▶ [YOUR TASK] Please copy out the entries below exactly, beginning with the line that contains "filename src/services/amount.rs" and ending with the line that contains "let (whole, fraction)", and include nothing outside that span.

▶ [Dataset items]
____________

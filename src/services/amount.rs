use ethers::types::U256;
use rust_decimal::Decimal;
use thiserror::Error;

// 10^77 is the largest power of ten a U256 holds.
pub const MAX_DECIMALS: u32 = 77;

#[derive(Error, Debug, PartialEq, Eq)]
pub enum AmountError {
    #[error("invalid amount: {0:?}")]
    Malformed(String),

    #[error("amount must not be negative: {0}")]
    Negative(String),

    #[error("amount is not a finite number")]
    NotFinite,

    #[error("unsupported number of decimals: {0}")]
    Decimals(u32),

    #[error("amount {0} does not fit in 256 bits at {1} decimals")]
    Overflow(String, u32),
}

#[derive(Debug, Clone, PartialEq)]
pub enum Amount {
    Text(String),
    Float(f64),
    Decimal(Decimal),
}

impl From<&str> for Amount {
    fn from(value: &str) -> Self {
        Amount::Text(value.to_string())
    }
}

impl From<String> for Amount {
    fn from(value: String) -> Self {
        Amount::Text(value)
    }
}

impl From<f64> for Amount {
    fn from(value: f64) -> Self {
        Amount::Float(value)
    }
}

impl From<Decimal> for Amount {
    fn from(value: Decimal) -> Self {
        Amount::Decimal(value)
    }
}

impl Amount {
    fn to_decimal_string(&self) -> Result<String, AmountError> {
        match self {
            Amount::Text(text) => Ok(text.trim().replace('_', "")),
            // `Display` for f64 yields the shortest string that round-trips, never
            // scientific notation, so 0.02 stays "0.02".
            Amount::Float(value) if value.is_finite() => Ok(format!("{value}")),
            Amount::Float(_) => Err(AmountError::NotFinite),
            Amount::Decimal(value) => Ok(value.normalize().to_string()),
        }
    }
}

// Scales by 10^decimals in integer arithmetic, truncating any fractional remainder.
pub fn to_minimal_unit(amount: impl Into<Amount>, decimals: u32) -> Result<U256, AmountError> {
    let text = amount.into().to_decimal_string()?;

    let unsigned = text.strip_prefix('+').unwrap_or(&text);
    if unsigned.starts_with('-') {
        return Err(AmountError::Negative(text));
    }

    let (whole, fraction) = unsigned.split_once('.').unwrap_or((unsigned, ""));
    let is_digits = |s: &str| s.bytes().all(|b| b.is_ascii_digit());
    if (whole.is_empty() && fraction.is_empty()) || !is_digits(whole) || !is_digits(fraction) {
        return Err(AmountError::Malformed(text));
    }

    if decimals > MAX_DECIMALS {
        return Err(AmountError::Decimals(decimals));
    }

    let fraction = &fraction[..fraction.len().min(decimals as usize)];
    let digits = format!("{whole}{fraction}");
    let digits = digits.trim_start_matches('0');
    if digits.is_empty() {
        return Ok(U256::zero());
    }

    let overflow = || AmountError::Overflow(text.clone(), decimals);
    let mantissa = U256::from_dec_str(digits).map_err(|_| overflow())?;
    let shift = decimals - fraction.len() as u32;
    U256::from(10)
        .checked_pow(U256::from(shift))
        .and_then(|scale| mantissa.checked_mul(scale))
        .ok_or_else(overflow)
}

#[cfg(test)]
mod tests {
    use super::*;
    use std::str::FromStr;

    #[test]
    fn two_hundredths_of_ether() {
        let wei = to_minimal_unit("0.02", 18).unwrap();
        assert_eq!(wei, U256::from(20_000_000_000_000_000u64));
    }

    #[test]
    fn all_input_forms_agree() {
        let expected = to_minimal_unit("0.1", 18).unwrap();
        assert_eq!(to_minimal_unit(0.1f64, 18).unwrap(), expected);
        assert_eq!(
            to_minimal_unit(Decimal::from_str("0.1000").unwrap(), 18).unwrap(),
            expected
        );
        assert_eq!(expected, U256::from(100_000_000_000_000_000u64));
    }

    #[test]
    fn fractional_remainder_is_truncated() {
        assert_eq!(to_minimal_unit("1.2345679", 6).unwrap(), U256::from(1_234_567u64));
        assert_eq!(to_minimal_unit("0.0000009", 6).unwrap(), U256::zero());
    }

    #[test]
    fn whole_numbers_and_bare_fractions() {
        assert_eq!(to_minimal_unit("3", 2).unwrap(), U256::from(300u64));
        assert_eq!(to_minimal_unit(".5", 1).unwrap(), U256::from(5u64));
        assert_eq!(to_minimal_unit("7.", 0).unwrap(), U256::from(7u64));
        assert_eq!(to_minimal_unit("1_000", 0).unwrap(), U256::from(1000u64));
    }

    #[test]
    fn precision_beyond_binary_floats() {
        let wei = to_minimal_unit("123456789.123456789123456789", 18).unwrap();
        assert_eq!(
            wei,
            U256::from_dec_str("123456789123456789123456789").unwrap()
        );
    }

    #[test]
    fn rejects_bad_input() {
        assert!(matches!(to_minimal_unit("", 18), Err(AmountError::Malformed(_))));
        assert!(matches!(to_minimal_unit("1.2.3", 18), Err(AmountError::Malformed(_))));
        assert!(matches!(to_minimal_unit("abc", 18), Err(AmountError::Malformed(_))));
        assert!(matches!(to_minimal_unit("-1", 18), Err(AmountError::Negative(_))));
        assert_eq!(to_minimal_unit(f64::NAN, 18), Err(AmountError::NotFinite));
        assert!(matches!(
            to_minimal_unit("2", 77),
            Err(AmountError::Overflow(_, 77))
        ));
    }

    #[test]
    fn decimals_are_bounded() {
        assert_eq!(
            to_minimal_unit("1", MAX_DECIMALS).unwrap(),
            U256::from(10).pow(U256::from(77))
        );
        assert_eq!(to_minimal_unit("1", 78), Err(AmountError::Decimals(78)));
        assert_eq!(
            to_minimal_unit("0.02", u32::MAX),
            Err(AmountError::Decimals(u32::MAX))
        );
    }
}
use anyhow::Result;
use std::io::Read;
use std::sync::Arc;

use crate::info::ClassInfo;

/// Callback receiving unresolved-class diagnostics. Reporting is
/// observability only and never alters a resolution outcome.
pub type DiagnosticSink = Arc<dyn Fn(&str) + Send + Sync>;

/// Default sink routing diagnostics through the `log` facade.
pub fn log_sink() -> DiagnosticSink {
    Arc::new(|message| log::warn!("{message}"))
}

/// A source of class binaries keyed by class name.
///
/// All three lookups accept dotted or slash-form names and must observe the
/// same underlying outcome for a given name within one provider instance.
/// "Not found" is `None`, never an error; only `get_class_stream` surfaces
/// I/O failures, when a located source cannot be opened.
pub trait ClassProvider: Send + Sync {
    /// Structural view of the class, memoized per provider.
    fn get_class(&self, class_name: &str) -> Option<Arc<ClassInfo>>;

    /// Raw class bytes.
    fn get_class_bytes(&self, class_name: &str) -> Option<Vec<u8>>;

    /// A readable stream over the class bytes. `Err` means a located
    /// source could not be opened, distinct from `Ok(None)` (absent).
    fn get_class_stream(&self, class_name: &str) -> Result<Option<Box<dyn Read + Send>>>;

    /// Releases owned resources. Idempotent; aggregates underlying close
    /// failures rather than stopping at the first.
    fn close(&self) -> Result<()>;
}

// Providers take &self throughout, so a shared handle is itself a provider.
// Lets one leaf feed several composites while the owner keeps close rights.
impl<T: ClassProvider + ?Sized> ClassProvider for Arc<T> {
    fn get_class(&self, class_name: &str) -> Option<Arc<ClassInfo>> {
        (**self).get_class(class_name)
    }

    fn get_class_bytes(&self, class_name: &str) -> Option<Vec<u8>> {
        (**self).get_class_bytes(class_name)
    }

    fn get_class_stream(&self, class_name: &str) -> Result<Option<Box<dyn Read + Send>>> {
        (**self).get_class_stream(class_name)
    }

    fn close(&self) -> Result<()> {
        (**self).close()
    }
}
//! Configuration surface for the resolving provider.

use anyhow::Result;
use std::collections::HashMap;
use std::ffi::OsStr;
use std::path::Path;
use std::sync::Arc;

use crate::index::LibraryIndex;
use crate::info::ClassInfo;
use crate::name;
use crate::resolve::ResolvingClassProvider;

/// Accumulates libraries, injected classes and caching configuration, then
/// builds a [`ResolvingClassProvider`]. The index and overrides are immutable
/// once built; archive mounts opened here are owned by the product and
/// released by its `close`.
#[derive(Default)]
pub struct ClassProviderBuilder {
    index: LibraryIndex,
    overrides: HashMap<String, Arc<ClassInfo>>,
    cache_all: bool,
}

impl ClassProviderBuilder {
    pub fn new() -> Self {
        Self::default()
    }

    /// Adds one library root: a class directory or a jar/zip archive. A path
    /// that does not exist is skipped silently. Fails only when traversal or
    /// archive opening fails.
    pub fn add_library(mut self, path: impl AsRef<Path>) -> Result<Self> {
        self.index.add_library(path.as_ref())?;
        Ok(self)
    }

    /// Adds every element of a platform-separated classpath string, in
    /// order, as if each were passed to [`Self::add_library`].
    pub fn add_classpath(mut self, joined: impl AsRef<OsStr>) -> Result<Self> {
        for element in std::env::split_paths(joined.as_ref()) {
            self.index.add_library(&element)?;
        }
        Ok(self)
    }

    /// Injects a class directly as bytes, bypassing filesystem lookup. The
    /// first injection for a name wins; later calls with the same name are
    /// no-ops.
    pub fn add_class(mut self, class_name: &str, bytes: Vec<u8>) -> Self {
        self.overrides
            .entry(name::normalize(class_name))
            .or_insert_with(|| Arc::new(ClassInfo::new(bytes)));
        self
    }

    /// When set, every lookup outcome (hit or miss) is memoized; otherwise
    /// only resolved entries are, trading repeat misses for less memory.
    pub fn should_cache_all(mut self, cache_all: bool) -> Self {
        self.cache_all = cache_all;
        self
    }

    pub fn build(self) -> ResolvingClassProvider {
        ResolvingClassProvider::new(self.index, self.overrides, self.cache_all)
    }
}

____________

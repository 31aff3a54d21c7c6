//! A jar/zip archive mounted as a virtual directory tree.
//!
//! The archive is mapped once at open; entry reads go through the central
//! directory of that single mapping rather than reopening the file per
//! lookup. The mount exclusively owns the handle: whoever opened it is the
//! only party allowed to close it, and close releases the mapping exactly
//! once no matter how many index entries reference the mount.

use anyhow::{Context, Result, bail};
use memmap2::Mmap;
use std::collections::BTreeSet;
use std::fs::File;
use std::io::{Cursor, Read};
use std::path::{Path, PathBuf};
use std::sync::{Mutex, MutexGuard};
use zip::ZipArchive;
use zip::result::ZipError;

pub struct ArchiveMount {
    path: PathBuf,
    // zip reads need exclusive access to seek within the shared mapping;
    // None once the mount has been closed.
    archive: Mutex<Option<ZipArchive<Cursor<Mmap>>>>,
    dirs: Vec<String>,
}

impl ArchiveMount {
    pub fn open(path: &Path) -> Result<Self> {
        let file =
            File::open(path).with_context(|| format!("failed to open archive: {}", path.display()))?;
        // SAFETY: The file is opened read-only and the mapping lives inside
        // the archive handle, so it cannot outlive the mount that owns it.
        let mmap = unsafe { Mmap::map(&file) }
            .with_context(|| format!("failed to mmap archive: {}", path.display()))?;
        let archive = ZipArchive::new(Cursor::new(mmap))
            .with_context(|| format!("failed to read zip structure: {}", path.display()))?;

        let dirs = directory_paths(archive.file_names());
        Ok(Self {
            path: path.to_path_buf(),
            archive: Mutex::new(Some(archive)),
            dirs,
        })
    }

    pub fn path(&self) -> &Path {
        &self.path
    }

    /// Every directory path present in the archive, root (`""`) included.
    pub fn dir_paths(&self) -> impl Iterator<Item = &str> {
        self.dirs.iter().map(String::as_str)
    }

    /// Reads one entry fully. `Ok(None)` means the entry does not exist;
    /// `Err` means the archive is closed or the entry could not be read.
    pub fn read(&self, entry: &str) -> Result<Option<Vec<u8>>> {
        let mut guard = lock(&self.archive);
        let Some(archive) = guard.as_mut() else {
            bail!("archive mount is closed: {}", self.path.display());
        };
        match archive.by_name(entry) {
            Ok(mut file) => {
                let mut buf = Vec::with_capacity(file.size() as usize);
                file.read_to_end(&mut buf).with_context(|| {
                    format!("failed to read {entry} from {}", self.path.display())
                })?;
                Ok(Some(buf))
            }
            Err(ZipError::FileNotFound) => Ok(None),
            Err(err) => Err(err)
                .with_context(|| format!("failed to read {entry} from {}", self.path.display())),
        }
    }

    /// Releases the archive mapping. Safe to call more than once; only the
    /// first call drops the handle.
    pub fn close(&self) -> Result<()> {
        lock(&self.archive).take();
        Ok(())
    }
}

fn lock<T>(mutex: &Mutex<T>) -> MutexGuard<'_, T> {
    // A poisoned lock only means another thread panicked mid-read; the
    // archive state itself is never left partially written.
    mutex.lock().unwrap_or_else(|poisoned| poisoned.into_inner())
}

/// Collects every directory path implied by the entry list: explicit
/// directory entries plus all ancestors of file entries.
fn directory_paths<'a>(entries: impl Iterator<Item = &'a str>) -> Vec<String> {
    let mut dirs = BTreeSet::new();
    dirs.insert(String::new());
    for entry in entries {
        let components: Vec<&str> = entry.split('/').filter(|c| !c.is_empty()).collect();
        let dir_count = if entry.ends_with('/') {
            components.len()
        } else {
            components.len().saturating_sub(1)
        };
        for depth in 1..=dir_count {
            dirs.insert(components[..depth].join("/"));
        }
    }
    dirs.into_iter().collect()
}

____________

▶ [OUTPUT FOR THIS EXERCISE]
filename src/services/amount.rs
use ethers::types::U256;
use rust_decimal::Decimal;
use thiserror::Error;

// 10^77 is the largest power of ten a U256 holds.
pub const MAX_DECIMALS: u32 = 77;

#[derive(Error, Debug, PartialEq, Eq)]
pub enum AmountError {
    #[error("invalid amount: {0:?}")]
    Malformed(String),

    #[error("amount must not be negative: {0}")]
    Negative(String),

    #[error("amount is not a finite number")]
    NotFinite,

    #[error("unsupported number of decimals: {0}")]
    Decimals(u32),

    #[error("amount {0} does not fit in 256 bits at {1} decimals")]
    Overflow(String, u32),
}

#[derive(Debug, Clone, PartialEq)]
pub enum Amount {
    Text(String),
    Float(f64),
    Decimal(Decimal),
}

impl From<&str> for Amount {
    fn from(value: &str) -> Self {
        Amount::Text(value.to_string())
    }
}

impl From<String> for Amount {
    fn from(value: String) -> Self {
        Amount::Text(value)
    }
}

impl From<f64> for Amount {
    fn from(value: f64) -> Self {
        Amount::Float(value)
    }
}

impl From<Decimal> for Amount {
    fn from(value: Decimal) -> Self {
        Amount::Decimal(value)
    }
}

impl Amount {
    fn to_decimal_string(&self) -> Result<String, AmountError> {
        match self {
            Amount::Text(text) => Ok(text.trim().replace('_', "")),
            // `Display` for f64 yields the shortest string that round-trips, never
            // scientific notation, so 0.02 stays "0.02".
            Amount::Float(value) if value.is_finite() => Ok(format!("{value}")),
            Amount::Float(_) => Err(AmountError::NotFinite),
            Amount::Decimal(value) => Ok(value.normalize().to_string()),
        }
    }
}

// Scales by 10^decimals in integer arithmetic, truncating any fractional remainder.
pub fn to_minimal_unit(amount: impl Into<Amount>, decimals: u32) -> Result<U256, AmountError> {
    let text = amount.into().to_decimal_string()?;

    let unsigned = text.strip_prefix('+').unwrap_or(&text);
    if unsigned.starts_with('-') {
        return Err(AmountError::Negative(text));
    }

    let (whole, fraction) = unsigned.split_once('.').unwrap_or((unsigned, ""));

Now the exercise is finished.